Stored items:
....

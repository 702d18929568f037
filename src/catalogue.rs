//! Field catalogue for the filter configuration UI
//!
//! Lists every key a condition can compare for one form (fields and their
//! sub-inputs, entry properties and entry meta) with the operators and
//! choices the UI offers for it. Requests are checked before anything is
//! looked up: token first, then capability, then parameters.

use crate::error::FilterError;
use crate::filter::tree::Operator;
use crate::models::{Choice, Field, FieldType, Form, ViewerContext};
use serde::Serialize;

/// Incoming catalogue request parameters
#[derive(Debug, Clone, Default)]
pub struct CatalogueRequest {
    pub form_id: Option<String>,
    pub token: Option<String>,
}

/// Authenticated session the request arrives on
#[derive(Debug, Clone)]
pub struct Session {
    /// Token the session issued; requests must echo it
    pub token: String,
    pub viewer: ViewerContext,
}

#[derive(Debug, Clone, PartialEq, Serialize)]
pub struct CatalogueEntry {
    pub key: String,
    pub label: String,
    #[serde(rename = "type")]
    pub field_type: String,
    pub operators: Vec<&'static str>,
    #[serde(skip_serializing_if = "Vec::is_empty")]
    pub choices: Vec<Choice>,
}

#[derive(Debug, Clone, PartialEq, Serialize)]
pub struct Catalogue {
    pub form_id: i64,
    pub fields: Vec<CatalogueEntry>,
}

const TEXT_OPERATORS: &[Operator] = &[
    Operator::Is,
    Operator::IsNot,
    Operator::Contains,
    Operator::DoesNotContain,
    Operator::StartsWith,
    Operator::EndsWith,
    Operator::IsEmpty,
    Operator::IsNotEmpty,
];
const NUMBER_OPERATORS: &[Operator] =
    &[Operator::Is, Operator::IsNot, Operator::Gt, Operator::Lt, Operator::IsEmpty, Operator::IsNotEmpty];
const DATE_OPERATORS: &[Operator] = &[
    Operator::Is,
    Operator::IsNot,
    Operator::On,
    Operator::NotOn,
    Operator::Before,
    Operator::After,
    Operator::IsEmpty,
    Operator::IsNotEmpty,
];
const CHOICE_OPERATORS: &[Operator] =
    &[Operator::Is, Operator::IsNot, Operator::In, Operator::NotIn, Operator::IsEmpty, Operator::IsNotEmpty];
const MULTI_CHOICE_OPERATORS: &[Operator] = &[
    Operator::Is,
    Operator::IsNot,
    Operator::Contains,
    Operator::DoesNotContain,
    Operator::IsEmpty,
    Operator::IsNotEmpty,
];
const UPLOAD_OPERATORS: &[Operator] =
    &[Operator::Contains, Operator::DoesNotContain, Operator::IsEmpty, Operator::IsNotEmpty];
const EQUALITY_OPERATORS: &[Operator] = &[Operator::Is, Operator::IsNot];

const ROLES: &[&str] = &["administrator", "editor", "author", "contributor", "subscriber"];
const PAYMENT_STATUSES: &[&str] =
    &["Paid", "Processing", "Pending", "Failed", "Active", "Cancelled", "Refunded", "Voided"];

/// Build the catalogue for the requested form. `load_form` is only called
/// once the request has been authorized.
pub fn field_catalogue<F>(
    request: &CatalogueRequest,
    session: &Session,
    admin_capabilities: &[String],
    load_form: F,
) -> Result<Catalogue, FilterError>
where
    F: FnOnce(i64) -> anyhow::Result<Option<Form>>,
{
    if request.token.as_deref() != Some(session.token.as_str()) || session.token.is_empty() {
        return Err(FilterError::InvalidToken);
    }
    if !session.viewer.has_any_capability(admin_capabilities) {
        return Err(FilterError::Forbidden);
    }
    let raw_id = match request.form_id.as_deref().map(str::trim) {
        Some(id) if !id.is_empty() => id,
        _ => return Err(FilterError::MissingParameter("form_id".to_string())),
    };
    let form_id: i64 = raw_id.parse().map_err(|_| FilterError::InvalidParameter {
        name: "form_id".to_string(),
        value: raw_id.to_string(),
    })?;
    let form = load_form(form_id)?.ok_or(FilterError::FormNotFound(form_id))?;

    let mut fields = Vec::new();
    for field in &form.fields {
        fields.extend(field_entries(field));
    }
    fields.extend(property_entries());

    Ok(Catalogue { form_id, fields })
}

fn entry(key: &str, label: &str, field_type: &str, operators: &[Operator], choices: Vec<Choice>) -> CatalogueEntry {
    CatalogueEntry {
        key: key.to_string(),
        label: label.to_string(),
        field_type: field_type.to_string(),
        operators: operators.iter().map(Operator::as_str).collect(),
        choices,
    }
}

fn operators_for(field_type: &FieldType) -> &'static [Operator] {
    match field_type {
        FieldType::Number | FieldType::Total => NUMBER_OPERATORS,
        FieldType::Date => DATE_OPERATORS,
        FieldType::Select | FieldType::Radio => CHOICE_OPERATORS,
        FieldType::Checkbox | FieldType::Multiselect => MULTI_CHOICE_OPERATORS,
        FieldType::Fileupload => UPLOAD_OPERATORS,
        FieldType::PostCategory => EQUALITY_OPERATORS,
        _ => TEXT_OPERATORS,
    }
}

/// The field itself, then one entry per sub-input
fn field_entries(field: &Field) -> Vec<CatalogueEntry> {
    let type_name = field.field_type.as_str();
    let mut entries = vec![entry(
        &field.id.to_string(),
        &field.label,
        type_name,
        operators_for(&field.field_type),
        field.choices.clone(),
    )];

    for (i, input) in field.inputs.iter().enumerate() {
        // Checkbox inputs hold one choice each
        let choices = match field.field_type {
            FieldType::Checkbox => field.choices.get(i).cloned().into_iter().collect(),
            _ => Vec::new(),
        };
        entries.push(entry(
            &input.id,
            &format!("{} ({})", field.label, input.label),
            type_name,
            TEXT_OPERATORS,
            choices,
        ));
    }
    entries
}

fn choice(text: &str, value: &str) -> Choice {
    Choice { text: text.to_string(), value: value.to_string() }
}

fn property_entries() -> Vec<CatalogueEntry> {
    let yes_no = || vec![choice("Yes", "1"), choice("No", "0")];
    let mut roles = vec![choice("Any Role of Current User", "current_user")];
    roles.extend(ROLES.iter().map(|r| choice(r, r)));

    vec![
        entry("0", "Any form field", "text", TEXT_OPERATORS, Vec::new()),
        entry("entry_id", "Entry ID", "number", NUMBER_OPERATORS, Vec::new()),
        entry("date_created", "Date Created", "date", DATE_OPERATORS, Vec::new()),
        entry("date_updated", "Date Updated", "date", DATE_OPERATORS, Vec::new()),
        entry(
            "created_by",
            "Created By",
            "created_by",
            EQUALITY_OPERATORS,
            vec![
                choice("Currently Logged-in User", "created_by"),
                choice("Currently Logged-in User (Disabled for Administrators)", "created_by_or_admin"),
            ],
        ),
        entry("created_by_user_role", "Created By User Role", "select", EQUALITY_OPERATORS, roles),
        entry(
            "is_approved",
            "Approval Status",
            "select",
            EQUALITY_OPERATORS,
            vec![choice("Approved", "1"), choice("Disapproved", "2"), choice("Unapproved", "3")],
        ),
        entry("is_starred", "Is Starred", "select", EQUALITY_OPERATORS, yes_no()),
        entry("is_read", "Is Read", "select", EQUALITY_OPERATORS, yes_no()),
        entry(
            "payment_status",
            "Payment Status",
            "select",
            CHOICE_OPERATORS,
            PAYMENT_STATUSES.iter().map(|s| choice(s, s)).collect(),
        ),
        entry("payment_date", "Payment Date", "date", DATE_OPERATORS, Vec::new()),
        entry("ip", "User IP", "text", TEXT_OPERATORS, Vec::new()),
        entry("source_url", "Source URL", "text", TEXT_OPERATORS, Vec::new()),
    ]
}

....

Tally the lines in these entries that have the string "collect" in them, then answer with the count and nothing else.

3